We consider an electrically conductive sphere embedded in a full-space of uniform conductivity. The sphere is exposed to a uniform electrical field \(\vb E_0\).

Find the total electrical potential inside and outside of the sphere.

\(\vb E_0 = \vb e_z E_0 = -\grad U_0\)

\(U_0 = -z E_0 + C_0\)

With \(C_0 = 0\) we have:

\(U_0(r, \theta) = -E_0 \underbrace{r \cos\theta}_{=z}\)

We distinguish two potentials: one for the interior and one for the exterior of the sphere. In each subdomain the potential is composed of a primary and a secondary potential.

\[ \begin{align} U_{ex}(r, \theta) & = U_0 + U_{1}(r, \theta) \\ U_{in}(r, \theta) & = U_0 + U_{2}(r, \theta) \end{align} \]

In \(r=R\) we enforce continuity of the potential and the current density across the surface of the sphere.

\[ \begin{align} U_{ex}(R, \theta) & = U_{in}(R, \theta) \\ \sigma_1 \pdv{U_{ex}}{r} & = \sigma_2 \pdv{U_{in}}{r} \end{align} \]

For the secondary potentials \(U_i\) we make the following ansatz

\[ U_{i}(r, \theta) = \sum_{n=0}^\infty f_i(r) P_n(\cos\theta), \quad i=1,2 \]

30.2 Choice of expansion degree \(n=1\)

  • The external electric field is uniform and introduces only a linear angular dependence proportional to \(\cos\theta\) which corresponds to the \(n=1\) term in the spherical harmonic expansion.
  • The spherical symmetry of the conductive sphere ensures that higher-order terms \(n \geq 2\), which represent quadrupole, octupole, and higher moments, are not induced. The uniform field cannot create these complex angular variations because the sphere’s response is limited to the simplest, symmetric redistribution of charges.
  • The \(n=0\) term corresponds to a monopole potential, however, the sphere is neutral as a whole, no net monopole charge is present.
  • A homogeneous external field does not induce a monopole moment, as it creates a dipole-like separation of charges.

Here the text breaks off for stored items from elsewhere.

//! Generation invoker.
//!
//! The JASCO model runs out of process. [`MusicGenerator`] is the seam the
//! HTTP handler calls through; [`RemoteGenerator`] speaks JSON to the model
//! service and tests substitute their own implementation.
//!
//! # Wire format
//!
//! `POST <model_url>/generate_music`:
//!
//! ```json
//! {
//!   "descriptions": ["Strings, woodwind, orchestral, symphony."],
//!   "chords": [["Am7", 0.0], ["D7", 5.0], ["G", 8.0]],
//!   "drums": {"sample_rate": 32000, "channels": 1, "samples": "<base64 f32le>"},
//!   "cfg_coef_all": 5.0,
//!   "cfg_coef_txt": 0.0
//! }
//! ```
//!
//! Response: `{"waveforms": [{"sample_rate": 32000, "channels": 1, "samples": "..."}]}`,
//! one entry per description.

use async_trait::async_trait;
use base64::Engine;
use base64::engine::general_purpose::STANDARD as BASE64;
use reqwest::Url;
use serde::{Deserialize, Serialize};

use crate::audio::Waveform;
use crate::chords::ChordProgression;
use crate::config::GuidanceConfig;
use crate::{Error, Result};

/// Everything the model is conditioned on for one call.
#[derive(Debug, Clone)]
pub struct GenerationRequest {
    /// Text descriptions; the model returns one waveform for each.
    pub descriptions: Vec<String>,
    pub chords: ChordProgression,
    /// Mono drum reference at the model's sample rate.
    pub drums: Option<Waveform>,
}

/// A pretrained text + chords + drums → music model.
#[async_trait]
pub trait MusicGenerator: Send + Sync {
    /// Sample rate of the waveforms the model returns.
    fn sample_rate(&self) -> u32;

    /// Run one generation to completion. Returns one waveform per description.
    async fn generate(&self, request: &GenerationRequest) -> Result<Vec<Waveform>>;
}

/// Waveform as carried over JSON.
#[derive(Debug, Serialize, Deserialize)]
struct WireAudio {
    sample_rate: u32,
    channels: u16,
    /// Base64 of little-endian f32 interleaved samples.
    samples: String,
}

impl WireAudio {
    fn encode(waveform: &Waveform) -> Self {
        let bytes: Vec<u8> = waveform
            .samples
            .iter()
            .flat_map(|s| s.to_le_bytes())
            .collect();
        Self {
            sample_rate: waveform.sample_rate,
            channels: waveform.channels,
            samples: BASE64.encode(bytes),
        }
    }

    fn decode(self) -> Result<Waveform> {
        let bytes = BASE64
            .decode(self.samples.as_bytes())
            .map_err(|e| Error::Generation(format!("invalid sample encoding: {e}")))?;
        if bytes.len() % 4 != 0 {
            return Err(Error::Generation(format!(
                "sample payload of {} bytes is not a whole number of f32 samples",
                bytes.len()
            )));
        }
        if self.channels == 0 {
            return Err(Error::Generation("model returned audio with 0 channels".into()));
        }
        let samples = bytes
            .chunks_exact(4)
            .map(|b| f32::from_le_bytes([b[0], b[1], b[2], b[3]]))
            .collect();
        Ok(Waveform::new(samples, self.sample_rate, self.channels))
    }
}

#[derive(Serialize)]
struct WireRequest<'a> {
    descriptions: &'a [String],
    chords: &'a ChordProgression,
    drums: Option<WireAudio>,
    cfg_coef_all: f64,
    cfg_coef_txt: f64,
}

#[derive(Deserialize)]
struct WireResponse {
    waveforms: Vec<WireAudio>,
}

/// [`MusicGenerator`] backed by a model inference service over HTTP.
#[derive(Debug, Clone)]
pub struct RemoteGenerator {
    http: reqwest::Client,
    endpoint: Url,
    guidance: GuidanceConfig,
    sample_rate: u32,
}

impl RemoteGenerator {
    /// `base_url` is the service root; requests go to `<base_url>/generate_music`.
    pub fn new(base_url: &str, guidance: GuidanceConfig, sample_rate: u32) -> Result<Self> {
        let mut base = Url::parse(base_url)
            .map_err(|e| Error::Config(format!("invalid model URL '{base_url}': {e}")))?;
        if !base.path().ends_with('/') {
            let path = format!("{}/", base.path());
            base.set_path(&path);
        }
        let endpoint = base
            .join("generate_music")
            .map_err(|e| Error::Config(format!("invalid model URL '{base_url}': {e}")))?;

        // No request timeout: generation runs as long as the model needs.
        let http = reqwest::Client::builder().build()?;

        Ok(Self {
            http,
            endpoint,
            guidance,
            sample_rate,
        })
    }

    pub fn endpoint(&self) -> &Url {
        &self.endpoint
    }
}

#[async_trait]
impl MusicGenerator for RemoteGenerator {
    fn sample_rate(&self) -> u32 {
        self.sample_rate
    }

    async fn generate(&self, request: &GenerationRequest) -> Result<Vec<Waveform>> {
        let body = WireRequest {
            descriptions: &request.descriptions,
            chords: &request.chords,
            drums: request.drums.as_ref().map(WireAudio::encode),
            cfg_coef_all: self.guidance.cfg_coef_all,
            cfg_coef_txt: self.guidance.cfg_coef_txt,
        };

        let response = self.http.post(self.endpoint.clone()).json(&body).send().await?;
        let status = response.status();
        if !status.is_success() {
            let detail = response.text().await.unwrap_or_default();
            return Err(Error::Generation(format!(
                "model service responded with {status}: {}",
                detail.trim()
            )));
        }

        let wire: WireResponse = response.json().await?;
        if wire.waveforms.len() != request.descriptions.len() {
            return Err(Error::Generation(format!(
                "expected {} waveforms, model returned {}",
                request.descriptions.len(),
                wire.waveforms.len()
            )));
        }
        wire.waveforms.into_iter().map(WireAudio::decode).collect()
    }
}

#[cfg(test)]
mod tests {
    use axum::{Json, Router, http::StatusCode, routing::post};

    use super::*;

    fn request(drums: Option<Waveform>) -> GenerationRequest {
        GenerationRequest {
            descriptions: vec!["lofi piano".into()],
            chords: ChordProgression::default_progression(),
            drums,
        }
    }

    /// Serve `router` on an ephemeral port and return its base URL.
    async fn serve(router: Router) -> String {
        let listener = tokio::net::TcpListener::bind("127.0.0.1:0").await.unwrap();
        let addr = listener.local_addr().unwrap();
        tokio::spawn(async move {
            axum::serve(listener, router).await.unwrap();
        });
        format!("http://{addr}")
    }

    #[test]
    fn test_wire_audio_encoding() {
        let waveform = Waveform::new(vec![0.0, 1.0, -0.5], 32_000, 1);
        let wire = WireAudio::encode(&waveform);
        assert_eq!(wire.samples, BASE64.encode([0u8, 0, 0, 0, 0, 0, 128, 63, 0, 0, 0, 191]));
        assert_eq!(wire.decode().unwrap(), waveform);
    }

    #[test]
    fn test_wire_audio_rejects_ragged_payload() {
        let wire = WireAudio {
            sample_rate: 32_000,
            channels: 1,
            samples: BASE64.encode([1u8, 2, 3]),
        };
        assert!(wire.decode().is_err());
    }

    #[test]
    fn test_endpoint_join() {
        let generator =
            RemoteGenerator::new("http://models:9000/jasco", GuidanceConfig::default(), 32_000).unwrap();
        assert_eq!(generator.endpoint().as_str(), "http://models:9000/jasco/generate_music");
        assert!(RemoteGenerator::new("not a url", GuidanceConfig::default(), 32_000).is_err());
    }

    #[tokio::test]
    async fn test_remote_generate_round_trip() {
        let router = Router::new().route(
            "/generate_music",
            post(|Json(body): Json<serde_json::Value>| async move {
                assert_eq!(body["descriptions"][0], "lofi piano");
                assert_eq!(body["chords"][1][0], "D7");
                assert_eq!(body["cfg_coef_all"], 5.0);
                assert_eq!(body["drums"]["channels"], 1);
                let echo = Waveform::new(vec![0.25; 4], 32_000, 1);
                Json(serde_json::json!({ "waveforms": [WireAudio::encode(&echo)] }))
            }),
        );
        let url = serve(router).await;

        let generator = RemoteGenerator::new(&url, GuidanceConfig::default(), 32_000).unwrap();
        let drums = Waveform::new(vec![0.1; 8], 32_000, 1);
        let output = generator.generate(&request(Some(drums))).await.unwrap();
        assert_eq!(output.len(), 1);
        assert_eq!(output[0].samples, vec![0.25; 4]);
    }

    #[tokio::test]
    async fn test_remote_error_status_is_reported() {
        let router = Router::new().route(
            "/generate_music",
            post(|| async { (StatusCode::INTERNAL_SERVER_ERROR, "CUDA out of memory") }),
        );
        let url = serve(router).await;

        let generator = RemoteGenerator::new(&url, GuidanceConfig::default(), 32_000).unwrap();
        let err = generator.generate(&request(None)).await.unwrap_err();
        let message = err.to_string();
        assert!(message.contains("500"), "{message}");
        assert!(message.contains("CUDA out of memory"), "{message}");
    }
}
//! Sample-rate conversion.
//!
//! A fresh sinc resampler is built per call, so the result depends only on
//! the input rate, the output rate and the samples.

use rubato::{
    Resampler, SincFixedIn, SincInterpolationParameters, SincInterpolationType, WindowFunction,
};

use super::Waveform;
use crate::{Error, Result};

/// Frames fed to the resampler per step.
const CHUNK_FRAMES: usize = 1024;

fn sinc_parameters() -> SincInterpolationParameters {
    SincInterpolationParameters {
        sinc_len: 256,
        f_cutoff: 0.95,
        interpolation: SincInterpolationType::Cubic,
        oversampling_factor: 256,
        window: WindowFunction::BlackmanHarris2,
    }
}

/// Number of output frames for `input_frames` converted from `from` to `to` Hz.
pub fn output_frames(input_frames: usize, from: u32, to: u32) -> usize {
    (input_frames as u64 * to as u64).div_ceil(from as u64) as usize
}

/// Resample a mono waveform to `target_rate`.
pub fn resample(waveform: Waveform, target_rate: u32) -> Result<Waveform> {
    if waveform.channels != 1 {
        return Err(Error::Audio(format!(
            "resampling expects mono input, got {} channels",
            waveform.channels
        )));
    }
    if waveform.sample_rate == 0 || target_rate == 0 {
        return Err(Error::Audio("sample rate must be non-zero".into()));
    }
    if waveform.sample_rate == target_rate || waveform.samples.is_empty() {
        return Ok(Waveform::new(waveform.samples, target_rate, 1));
    }

    let samples = resample_mono(&waveform.samples, waveform.sample_rate, target_rate)?;
    Ok(Waveform::new(samples, target_rate, 1))
}

fn resample_mono(input: &[f32], from: u32, to: u32) -> Result<Vec<f32>> {
    let ratio = to as f64 / from as f64;
    let mut resampler = SincFixedIn::<f32>::new(ratio, 1.0, sinc_parameters(), CHUNK_FRAMES, 1)?;

    let expected = output_frames(input.len(), from, to);
    let mut output = Vec::with_capacity(expected + CHUNK_FRAMES);

    let mut position = 0;
    while input.len() - position >= resampler.input_frames_next() {
        let frames = resampler.input_frames_next();
        let chunk: &[&[f32]] = &[&input[position..position + frames]];
        let block = resampler.process(chunk, None)?;
        output.extend_from_slice(&block[0]);
        position += frames;
    }

    if position < input.len() {
        let tail: &[&[f32]] = &[&input[position..]];
        let block = resampler.process_partial(Some(tail), None)?;
        output.extend_from_slice(&block[0]);
    }

    // Flush the filter with silence until every expected frame is out.
    while output.len() < expected {
        let block = resampler.process_partial::<&[f32]>(None, None)?;
        if block[0].is_empty() {
            break;
        }
        output.extend_from_slice(&block[0]);
    }

    output.resize(expected, 0.0);
    Ok(output)
}

#[cfg(test)]
mod tests {
    use super::*;

    fn sine(freq: f32, rate: u32, seconds: f32) -> Vec<f32> {
        let n = (rate as f32 * seconds) as usize;
        (0..n)
            .map(|i| (2.0 * std::f32::consts::PI * freq * i as f32 / rate as f32).sin() * 0.5)
            .collect()
    }

    #[test]
    fn test_output_frames() {
        assert_eq!(output_frames(44_100, 44_100, 32_000), 32_000);
        assert_eq!(output_frames(48_000, 48_000, 32_000), 32_000);
        assert_eq!(output_frames(3, 48_000, 32_000), 2);
    }

    #[test]
    fn test_downsample_to_model_rate() {
        let input = Waveform::new(sine(440.0, 44_100, 1.0), 44_100, 1);
        let output = resample(input, 32_000).unwrap();
        assert_eq!(output.sample_rate, 32_000);
        assert_eq!(output.channels, 1);
        assert_eq!(output.samples.len(), 32_000);
        assert!((output.duration_s() - 1.0).abs() < 1e-6);
    }

    #[test]
    fn test_upsample_preserves_signal() {
        let input = Waveform::new(sine(220.0, 16_000, 0.5), 16_000, 1);
        let output = resample(input, 32_000).unwrap();
        assert_eq!(output.samples.len(), 16_000);

        // Compare against the ideal signal away from the edges.
        let ideal = sine(220.0, 32_000, 0.5);
        for i in 2_000..14_000 {
            assert!(
                (output.samples[i] - ideal[i]).abs() < 0.05,
                "frame {i}: {} vs {}",
                output.samples[i],
                ideal[i]
            );
        }
    }

    /// Index of the largest-magnitude sample.
    fn peak_index(samples: &[f32]) -> usize {
        samples
            .iter()
            .enumerate()
            .max_by(|a, b| a.1.abs().total_cmp(&b.1.abs()))
            .map(|(i, _)| i)
            .unwrap()
    }

    #[test]
    fn test_impulse_stays_in_place() {
        // An impulse half a second in must land half a second in at 32 kHz.
        for from in [16_000u32, 44_100, 48_000] {
            let mut samples = vec![0.0f32; from as usize];
            samples[from as usize / 2] = 1.0;
            let output = resample(Waveform::new(samples, from, 1), 32_000).unwrap();

            assert_eq!(output.samples.len(), 32_000);
            let peak = peak_index(&output.samples) as i64;
            assert!((peak - 16_000).abs() <= 1, "{from} Hz: peak at {peak}");
        }
    }

    #[test]
    fn test_onset_near_start_survives() {
        let mut samples = vec![0.0f32; 48_000];
        samples[30] = 1.0;
        let output = resample(Waveform::new(samples, 48_000, 1), 32_000).unwrap();
        let peak = peak_index(&output.samples) as i64;
        assert!((peak - 20).abs() <= 1, "peak at {peak}");
    }

    #[test]
    fn test_same_rate_is_identity() {
        let input = Waveform::new(vec![0.1, 0.2, 0.3], 32_000, 1);
        assert_eq!(resample(input.clone(), 32_000).unwrap(), input);
    }

    #[test]
    fn test_rejects_stereo() {
        let input = Waveform::new(vec![0.1, 0.2], 44_100, 2);
        assert!(resample(input, 32_000).is_err());
    }
}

We obtain \(f_i(r)\) from the conditions

  • \(U_i\) is a solution of the Laplace equation \(\Delta U_i = 0\) in \(\Omega_i\)
  • \(f_1(r) \to 0\) for \(r \to \infty\)
  • \(f_2\) finite for \(r \le R\)

We solve the problem using the method of separation of variables and obtain

\[ f_1(r) = a_1 r + b r^{-2} \]

The conditions are fulfilled with \(a_1 = 0\) in the exterior and \(b=0\) in the interior of the sphere.

We get from the conditions of continuity the following system

\[ \begin{align} -R E_0 + b R^{-2} & = R a \\ -\sigma_1 (E_0 + 2 b R^{-3}) & = \sigma_2 a \end{align} \]

with the solutions \[ a = \frac{3 \sigma_1}{2 \sigma_1 + \sigma_2} E_0 , \qquad b = \frac{\sigma_2 - \sigma_1}{2 \sigma_1 + \sigma_2} R^3 E_0 \]

The potentials are

\[ \begin{align} U_{ex} & = \left(- E_{0} r + \frac{E_{0} R^{3} \left(\sigma_{2} - \sigma_{1}\right)}{r^{2} \left(2 \sigma_{1} + \sigma_{2}\right)} \right) \cos\theta \\ U_{in} & = -E_0 r\cos\theta \frac{3 \sigma_1 }{2\sigma_1 + \sigma_2} \end{align} \]